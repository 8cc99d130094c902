//! Cancellation framework: CancellationToken + generation guard.
//! Each quiz load (or language switch) advances the generation and cancels the
//! previous load, so a stale translation cannot write into the caches.

use std::sync::atomic::{AtomicU64, Ordering};
use std::sync::Arc;

use parking_lot::RwLock;
use tokio_util::sync::CancellationToken;

/// Manages load generations. Each new load advances the generation,
/// cancels all prior loads, and issues a fresh CancellationToken.
pub struct TaskGeneration {
    current_token: RwLock<CancellationToken>,
    generation: Arc<AtomicU64>,
}

impl TaskGeneration {
    pub fn new() -> Self {
        Self {
            current_token: RwLock::new(CancellationToken::new()),
            generation: Arc::new(AtomicU64::new(0)),
        }
    }

    /// Cancel all current loads, advance generation, return a guard for the new one.
    pub fn cancel_and_advance(&self) -> GenerationGuard {
        let mut token_guard = self.current_token.write();
        token_guard.cancel();
        let new_root = CancellationToken::new();
        let child = new_root.child_token();
        *token_guard = new_root;
        let gen = self.generation.fetch_add(1, Ordering::SeqCst) + 1;
        GenerationGuard {
            generation: Arc::clone(&self.generation),
            my_generation: gen,
            token: child,
        }
    }

    /// Guard for the current generation without cancelling anything.
    pub fn guard(&self) -> GenerationGuard {
        let token_guard = self.current_token.read();
        GenerationGuard {
            generation: Arc::clone(&self.generation),
            my_generation: self.generation.load(Ordering::SeqCst),
            token: token_guard.child_token(),
        }
    }

    pub fn current_generation(&self) -> u64 {
        self.generation.load(Ordering::SeqCst)
    }

    /// Cancel all current loads without advancing generation.
    pub fn cancel_all(&self) {
        self.current_token.read().cancel();
    }
}

impl Default for TaskGeneration {
    fn default() -> Self {
        Self::new()
    }
}

/// Guard a load checks before publishing results.
/// If the generation has advanced past `my_generation`, the load is stale.
#[derive(Clone)]
pub struct GenerationGuard {
    generation: Arc<AtomicU64>,
    my_generation: u64,
    token: CancellationToken,
}

impl GenerationGuard {
    #[inline]
    pub fn is_current(&self) -> bool {
        self.generation.load(Ordering::SeqCst) == self.my_generation
    }

    #[inline]
    pub fn is_cancelled(&self) -> bool {
        self.token.is_cancelled()
    }

    /// True if the load should continue (not cancelled and still current).
    #[inline]
    pub fn should_continue(&self) -> bool {
        !self.is_cancelled() && self.is_current()
    }

    pub fn token(&self) -> &CancellationToken {
        &self.token
    }

    pub fn my_generation(&self) -> u64 {
        self.my_generation
    }
}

————————

__Problem__.
Repeat verbatim the opening run of entries, ending with the line that contains "the new one.".

__Response area__.
repository 8cc99d130094c902
//! Cancellation framework: CancellationToken + generation guard.
//! Each quiz load (or language switch) advances the generation and cancels the
//! previous load, so a stale translation cannot write into the caches.

use std::sync::atomic::{AtomicU64, Ordering};
use std::sync::Arc;

use parking_lot::RwLock;
use tokio_util::sync::CancellationToken;

/// Manages load generations. Each new load advances the generation,
/// cancels all prior loads, and issues a fresh CancellationToken.
pub struct TaskGeneration {
    current_token: RwLock<CancellationToken>,
    generation: Arc<AtomicU64>,
}

impl TaskGeneration {
    pub fn new() -> Self {
        Self {
            current_token: RwLock::new(CancellationToken::new()),
            generation: Arc::new(AtomicU64::new(0)),
        }
    }

    /// Cancel all current loads, advance generation, return a guard for the new one.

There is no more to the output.